DATA
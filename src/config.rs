//! Configuration management for Apiguard.

use std::collections::HashMap;
use std::path::Path;
use std::sync::Arc;
use std::time::Duration;

use serde::{Deserialize, Serialize};
use tracing::info;

use crate::clock::Clock;
use crate::error::{ProtectionError, Result};
use crate::failure::FailureConfig;
use crate::key::{KeyBuilder, DEFAULT_PREFIX, DEFAULT_SEPARATOR};
use crate::policy::{ConfigResolver, ConflictStrategy, OverrideStore, PolicyDeclaration, PolicyDefaults};
use crate::store::DistributedStoreConfig;

/// Environment variable prefix; nested keys are separated by `__`.
pub const ENV_PREFIX: &str = "APIGUARD";

/// Main configuration for Apiguard.
#[derive(Debug, Clone, Serialize, Deserialize)]
pub struct ProtectionConfig {
    /// Store configuration
    #[serde(default)]
    pub store: StoreConfig,

    /// Store failure handling
    #[serde(default)]
    pub failure: FailureConfig,

    /// System default policy
    #[serde(default)]
    pub defaults: PolicyDefaults,

    /// Reconciliation of differing GLOBAL declarations
    #[serde(default)]
    pub conflict_strategy: ConflictStrategy,

    /// Staleness bound for cached overrides, in seconds
    #[serde(default = "default_override_cache_ttl")]
    pub override_cache_ttl_secs: u64,

    /// Static declarations by operation id
    #[serde(default)]
    pub policies: HashMap<String, Vec<PolicyDeclaration>>,
}

impl Default for ProtectionConfig {
    fn default() -> Self {
        Self {
            store: StoreConfig::default(),
            failure: FailureConfig::default(),
            defaults: PolicyDefaults::default(),
            conflict_strategy: ConflictStrategy::default(),
            override_cache_ttl_secs: default_override_cache_ttl(),
            policies: HashMap::new(),
        }
    }
}

fn default_override_cache_ttl() -> u64 {
    30
}

/// The `policies` section alone, read without key normalization.
#[derive(Debug, Default, Deserialize)]
struct PolicyTable {
    #[serde(default)]
    policies: HashMap<String, Vec<PolicyDeclaration>>,
}

/// Which store backs the protection mechanisms.
#[derive(Debug, Clone, Copy, PartialEq, Eq, Default, Serialize, Deserialize)]
#[serde(rename_all = "lowercase")]
pub enum Backend {
    /// In-process; state is per instance
    #[default]
    Memory,
    /// Shared through Redis
    Redis,
}

/// Store configuration.
#[derive(Debug, Clone, Serialize, Deserialize)]
pub struct StoreConfig {
    #[serde(default)]
    pub backend: Backend,

    #[serde(default = "default_redis_url")]
    pub redis_url: String,

    /// Namespace for every key this instance writes
    #[serde(default = "default_key_prefix")]
    pub key_prefix: String,

    #[serde(default = "default_key_separator")]
    pub key_separator: String,

    #[serde(default = "default_command_timeout_ms")]
    pub command_timeout_ms: u64,

    #[serde(default = "default_connect_timeout_ms")]
    pub connect_timeout_ms: u64,

    /// Retention beyond logical expiry on the distributed store
    #[serde(default = "default_ttl_buffer_secs")]
    pub ttl_buffer_secs: u64,

    /// Eviction interval of in-process stores
    #[serde(default = "default_sweep_interval_secs")]
    pub sweep_interval_secs: u64,
}

impl Default for StoreConfig {
    fn default() -> Self {
        Self {
            backend: Backend::default(),
            redis_url: default_redis_url(),
            key_prefix: default_key_prefix(),
            key_separator: default_key_separator(),
            command_timeout_ms: default_command_timeout_ms(),
            connect_timeout_ms: default_connect_timeout_ms(),
            ttl_buffer_secs: default_ttl_buffer_secs(),
            sweep_interval_secs: default_sweep_interval_secs(),
        }
    }
}

fn default_redis_url() -> String {
    "redis://127.0.0.1/".to_string()
}

fn default_key_prefix() -> String {
    DEFAULT_PREFIX.to_string()
}

fn default_key_separator() -> String {
    DEFAULT_SEPARATOR.to_string()
}

fn default_command_timeout_ms() -> u64 {
    500
}

fn default_connect_timeout_ms() -> u64 {
    2000
}

fn default_ttl_buffer_secs() -> u64 {
    5
}

fn default_sweep_interval_secs() -> u64 {
    90
}

impl StoreConfig {
    pub fn distributed(&self) -> DistributedStoreConfig {
        DistributedStoreConfig {
            url: self.redis_url.clone(),
            ttl_buffer: Duration::from_secs(self.ttl_buffer_secs),
            command_timeout: Duration::from_millis(self.command_timeout_ms),
            connect_timeout: Duration::from_millis(self.connect_timeout_ms),
        }
    }

    pub fn key_builder(&self) -> KeyBuilder {
        KeyBuilder::new(self.key_prefix.clone(), self.key_separator.clone())
    }

    pub fn sweep_interval(&self) -> Duration {
        Duration::from_secs(self.sweep_interval_secs)
    }
}

impl ProtectionConfig {
    /// Load configuration from a YAML file.
    pub fn from_file<P: AsRef<Path>>(path: P) -> Result<Self> {
        let path = path.as_ref();
        info!(path = %path.display(), "Loading protection configuration");

        let contents = std::fs::read_to_string(path)?;
        Self::from_yaml(&contents)
    }

    /// Load configuration from a YAML string.
    pub fn from_yaml(yaml: &str) -> Result<Self> {
        serde_yaml::from_str(yaml)
            .map_err(|e| ProtectionError::Configuration(format!("Failed to parse configuration: {}", e)))
    }

    /// Layer an optional YAML file under `APIGUARD__*` environment variables,
    /// e.g. `APIGUARD__STORE__BACKEND=redis`.
    ///
    /// The `config` crate lowercases map keys, so operation ids in
    /// `policies` are taken from the file as written. Policies cannot be
    /// set from the environment.
    pub fn load(path: Option<&str>) -> Result<Self> {
        let mut builder = config::Config::builder();
        let mut table = PolicyTable::default();
        if let Some(path) = path {
            info!(path = path, "Loading protection configuration");
            let contents = std::fs::read_to_string(path)?;
            table = serde_yaml::from_str(&contents).map_err(|e| {
                ProtectionError::Configuration(format!("Failed to parse policies: {}", e))
            })?;
            builder = builder.add_source(
                config::File::from_str(&contents, config::FileFormat::Yaml),
            );
        }
        builder = builder.add_source(
            config::Environment::with_prefix(ENV_PREFIX)
                .separator("__")
                .try_parsing(true),
        );

        let mut config: Self = builder
            .build()
            .and_then(|settings| settings.try_deserialize())
            .map_err(|e| ProtectionError::Configuration(e.to_string()))?;
        config.policies = table.policies;
        Ok(config)
    }

    pub fn override_cache_ttl(&self) -> Duration {
        Duration::from_secs(self.override_cache_ttl_secs)
    }

    /// A resolver holding every configured declaration.
    pub fn build_resolver(
        &self,
        overrides: Arc<dyn OverrideStore>,
        clock: Arc<dyn Clock>,
    ) -> Result<ConfigResolver> {
        let resolver = ConfigResolver::new(self.defaults.clone(), self.conflict_strategy, overrides, clock)
            .with_cache_ttl(self.override_cache_ttl());

        let mut operations: Vec<&String> = self.policies.keys().collect();
        operations.sort();
        for operation_id in operations {
            for declaration in &self.policies[operation_id] {
                resolver.register_policy(operation_id, declaration.clone())?;
            }
        }
        resolver.validate()?;
        Ok(resolver)
    }

    /// Reject settings that cannot work.
    pub fn validate(&self) -> Result<()> {
        let store = &self.store;
        if store.key_prefix.is_empty() || store.key_separator.is_empty() {
            return Err(ProtectionError::Configuration(
                "store.key_prefix and store.key_separator must not be empty".to_string(),
            ));
        }
        if store.backend == Backend::Redis && store.redis_url.is_empty() {
            return Err(ProtectionError::Configuration(
                "store.redis_url is required for the redis backend".to_string(),
            ));
        }
        if store.command_timeout_ms == 0 || store.connect_timeout_ms == 0 {
            return Err(ProtectionError::Configuration(
                "store timeouts must be positive".to_string(),
            ));
        }
        if store.sweep_interval_secs == 0 {
            return Err(ProtectionError::Configuration(
                "store.sweep_interval_secs must be positive".to_string(),
            ));
        }
        if self.failure.max_errors == 0 {
            return Err(ProtectionError::Configuration(
                "failure.max_errors must be at least 1".to_string(),
            ));
        }
        Ok(())
    }
}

PROMPT
If a line in the records above contains the word "keys", count it, then give the total and nothing else.

EXPECTED ANSWER
3